I’d feared I would need to forgo cranberries and was resigned to serving a blueberry relish, as the original settlers may have. Then, less than a week before the holiday, I stopped into Local New Buffalo, where Ellie Mullins excitedly called my attention to fresh cranberries from St. Joseph, Michigan. (I had previously disclosed my 10-mile challenge to Ellie, who recommended a Three Oaks turkey farmer.) Ellie suggested cooking the Michigan cranberries in apple cider, which I did. I then further sweetened them with honey from New Buffalo bees.
Sourcing squash from within 10 miles is absolutely no challenge at all—you can find it at almost any farmers market. I pan-roasted butternut squash cubes and accented them with raw pumpkin seeds, goat cheese and cider vinegar. The sweet, sour and crunchy additions enhanced the richness of the squash and the goat cheese.

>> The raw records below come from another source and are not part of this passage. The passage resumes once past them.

use sqlx::SqlitePool;
use uuid::Uuid;

use super::model::{Chat, ChatMessageRecord, CreditSource, User};

/// Persistence layer for chats, messages, favorites and the credit ledger.
/// One async fn per query; callers map errors at the route boundary.
#[derive(Clone)]
pub struct ChatRepository {
    pool: SqlitePool,
}

/// Maximum characters of the first message that become the chat title.
const TITLE_MAX_CHARS: usize = 80;

impl ChatRepository {
    pub fn new(pool: SqlitePool) -> Self {
        Self { pool }
    }

    pub fn pool(&self) -> &SqlitePool {
        &self.pool
    }

    // --- chats -----------------------------------------------------------

    pub async fn create_chat(
        &self,
        user_id: i64,
        ws_id: Option<&str>,
        first_message: &str,
        model: &str,
    ) -> Result<Chat, sqlx::Error> {
        let id = Uuid::new_v4().to_string();
        let title = derive_title(first_message);
        sqlx::query(
            "INSERT INTO chats (id, user_id, ws_id, title, model) VALUES (?, ?, ?, ?, ?)",
        )
        .bind(&id)
        .bind(user_id)
        .bind(ws_id)
        .bind(&title)
        .bind(model)
        .execute(&self.pool)
        .await?;

        self.get_chat(&id)
            .await?
            .ok_or(sqlx::Error::RowNotFound)
    }

    pub async fn get_chat(&self, chat_id: &str) -> Result<Option<Chat>, sqlx::Error> {
        sqlx::query_as::<_, Chat>(
            "SELECT id, user_id, ws_id, title, model, is_public, created_at
             FROM chats WHERE id = ?",
        )
        .bind(chat_id)
        .fetch_optional(&self.pool)
        .await
    }

    pub async fn get_all_chats(&self, user_id: i64) -> Result<Vec<Chat>, sqlx::Error> {
        sqlx::query_as::<_, Chat>(
            "SELECT id, user_id, ws_id, title, model, is_public, created_at
             FROM chats WHERE user_id = ? ORDER BY created_at DESC",
        )
        .bind(user_id)
        .fetch_all(&self.pool)
        .await
    }

    pub async fn delete_chat(&self, chat_id: &str) -> Result<u64, sqlx::Error> {
        let result = sqlx::query("DELETE FROM chats WHERE id = ?")
            .bind(chat_id)
            .execute(&self.pool)
            .await?;
        Ok(result.rows_affected())
    }

    // --- messages --------------------------------------------------------

    pub async fn add_user_message(
        &self,
        chat_id: &str,
        content: &str,
    ) -> Result<i64, sqlx::Error> {
        let result = sqlx::query(
            "INSERT INTO chat_messages (chat_id, role, content) VALUES (?, 'user', ?)",
        )
        .bind(chat_id)
        .bind(content)
        .execute(&self.pool)
        .await?;
        Ok(result.last_insert_rowid())
    }

    #[allow(clippy::too_many_arguments)]
    pub async fn add_assistant_message(
        &self,
        chat_id: &str,
        content: &str,
        reasoning: Option<&str>,
        tool_calls: Option<&str>,
        tool_results: Option<&str>,
        sources: Option<&str>,
    ) -> Result<i64, sqlx::Error> {
        let result = sqlx::query(
            "INSERT INTO chat_messages
                (chat_id, role, content, reasoning, tool_calls, tool_results, sources)
             VALUES (?, 'assistant', ?, ?, ?, ?, ?)",
        )
        .bind(chat_id)
        .bind(content)
        .bind(reasoning)
        .bind(tool_calls)
        .bind(tool_results)
        .bind(sources)
        .execute(&self.pool)
        .await?;
        Ok(result.last_insert_rowid())
    }

    /// Most recent messages in chronological order.
    pub async fn recent_messages(
        &self,
        chat_id: &str,
        limit: i64,
    ) -> Result<Vec<ChatMessageRecord>, sqlx::Error> {
        let mut rows = sqlx::query_as::<_, ChatMessageRecord>(
            "SELECT id, chat_id, role, content, reasoning, tool_calls, tool_results, sources, created_at
             FROM chat_messages WHERE chat_id = ?
             ORDER BY id DESC LIMIT ?",
        )
        .bind(chat_id)
        .bind(limit)
        .fetch_all(&self.pool)
        .await?;
        rows.reverse();
        Ok(rows)
    }

    // --- users and workspaces --------------------------------------------

    pub async fn find_user_by_session(&self, token: &str) -> Result<Option<User>, sqlx::Error> {
        sqlx::query_as::<_, User>(
            "SELECT users.id, users.email, users.created_at
             FROM sessions JOIN users ON users.id = sessions.user_id
             WHERE sessions.token = ?",
        )
        .bind(token)
        .fetch_optional(&self.pool)
        .await
    }

    pub async fn is_workspace_member(&self, ws_id: &str, user_id: i64) -> Result<bool, sqlx::Error> {
        let row: Option<(i64,)> = sqlx::query_as(
            "SELECT 1 FROM workspace_members WHERE ws_id = ? AND user_id = ?",
        )
        .bind(ws_id)
        .bind(user_id)
        .fetch_optional(&self.pool)
        .await?;
        Ok(row.is_some())
    }

    // --- model favorites -------------------------------------------------

    pub async fn list_favorites(&self, user_id: i64) -> Result<Vec<String>, sqlx::Error> {
        let rows: Vec<(String,)> = sqlx::query_as(
            "SELECT model FROM model_favorites WHERE user_id = ? ORDER BY created_at",
        )
        .bind(user_id)
        .fetch_all(&self.pool)
        .await?;
        Ok(rows.into_iter().map(|(m,)| m).collect())
    }

    pub async fn add_favorite(&self, user_id: i64, model: &str) -> Result<(), sqlx::Error> {
        sqlx::query("INSERT OR IGNORE INTO model_favorites (user_id, model) VALUES (?, ?)")
            .bind(user_id)
            .bind(model)
            .execute(&self.pool)
            .await?;
        Ok(())
    }

    pub async fn remove_favorite(&self, user_id: i64, model: &str) -> Result<u64, sqlx::Error> {
        let result = sqlx::query("DELETE FROM model_favorites WHERE user_id = ? AND model = ?")
            .bind(user_id)
            .bind(model)
            .execute(&self.pool)
            .await?;
        Ok(result.rows_affected())
    }

    // --- credits ---------------------------------------------------------

    pub async fn credit_balance(
        &self,
        source: CreditSource,
        owner_id: &str,
    ) -> Result<i64, sqlx::Error> {
        let row: (Option<i64>,) = sqlx::query_as(
            "SELECT SUM(delta) FROM credit_ledger WHERE pool = ? AND owner_id = ?",
        )
        .bind(pool_name(source))
        .bind(owner_id)
        .fetch_one(&self.pool)
        .await?;
        Ok(row.0.unwrap_or(0))
    }

    pub async fn record_credit_usage(
        &self,
        source: CreditSource,
        owner_id: &str,
        amount: i64,
        reason: &str,
    ) -> Result<(), sqlx::Error> {
        sqlx::query(
            "INSERT INTO credit_ledger (pool, owner_id, delta, reason) VALUES (?, ?, ?, ?)",
        )
        .bind(pool_name(source))
        .bind(owner_id)
        .bind(-amount.abs())
        .bind(reason)
        .execute(&self.pool)
        .await?;
        Ok(())
    }

    pub async fn grant_credits(
        &self,
        source: CreditSource,
        owner_id: &str,
        amount: i64,
        reason: &str,
    ) -> Result<(), sqlx::Error> {
        sqlx::query(
            "INSERT INTO credit_ledger (pool, owner_id, delta, reason) VALUES (?, ?, ?, ?)",
        )
        .bind(pool_name(source))
        .bind(owner_id)
        .bind(amount.abs())
        .bind(reason)
        .execute(&self.pool)
        .await?;
        Ok(())
    }
}

fn pool_name(source: CreditSource) -> &'static str {
    match source {
        CreditSource::Workspace => "workspace",
        CreditSource::Personal => "personal",
    }
}

fn derive_title(first_message: &str) -> String {
    let line = first_message
        .lines()
        .map(str::trim)
        .find(|l| !l.is_empty())
        .unwrap_or("New chat");
    if line.chars().count() <= TITLE_MAX_CHARS {
        line.to_string()
    } else {
        let truncated: String = line.chars().take(TITLE_MAX_CHARS).collect();
        format!("{}…", truncated.trim_end())
    }
}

Ultimately, the meal was much more about what I could find locally than what I couldn’t, but there were no mashed potatoes. I couldn’t find any in the last days before the holiday that weren’t from Idaho or elsewhere, and I hadn’t stored any. They weren’t missed. All that was sacrificed was lots of peeling, and the absence of spuds freed up a burner on the stove that otherwise would have been committed to one dish that needs to be finished at the last minute. No problem. There was still gravy—and stuffing to soak it up. My Thanksgiving sous-chefs, my mom and her friend Dan, made the stuffing the night before while I was at work. Per my instructions, the bread was torn, not cut, into cubes. I’d hire them both again.
I met my turkey in its last days. Well, I visited the entire flock on the Saturday before Thanksgiving. They seemed utterly oblivious to what awaited them just a few days later. I can’t be sure which one ended up on my table and in my soup pot for my traditional Black Friday Kitchen Sink Turkey Soup, but it was a privilege for me to see the big white birds with red wattles grazing at the farm. The air was mild that day, the sun was making a quick descent into the western horizon and a donkey brayed loudly as I observed the flock with Shelley Zeiger, who raises turkeys each year at her family farm on Warren Woods Road in Three Oaks.
My turkey definitely wasn’t a Butterball, but it was a lovely bird, not too large and elegantly butchered. I buy and eat very little poultry or other meat, but when I do, I respect the animal and try to use every bit. The flesh of the bird reminded me much more of a game bird than the turkey most of us are familiar with. I could have been a bit more liberal with the butter when I roasted it, first breast side down over a bed of carrots and celery, whole, stacked like a pyre beneath the bird, then turned over for a final browning, breast side up.
Not a morsel of the bird went unappreciated. What wasn’t eaten that evening, or saved for sandwiches, went into a soup pot: pan drip- pings, scraps, all of the beautiful bones—the foundation of the best broths. The low simmer of the large pot revived the savory aromas of the day as it came to a satisfying close. I have as much fondness for the soup that gives the bird its true final say as I have for the Thanksgiving meal itself.
In the end, the meal was devoured in a fraction of the time that it took to plan, cook and serve, but like the meal itself, which often follows a fairly rigid menu, that’s little surprise. What made last year different from the rest of the dozens of Thanksgiving dinners I’ve enjoyed in my life was the premeditation and deliberation that went into bringing it to the table, which was festively decorated by my mother, with green long neck gourds, reminiscent of swans, and beautiful handmade napkins in fall colors.
I savored my memories of gathering, preserving and planning as my companions and I dined, remembering other meals and imagining future feasts.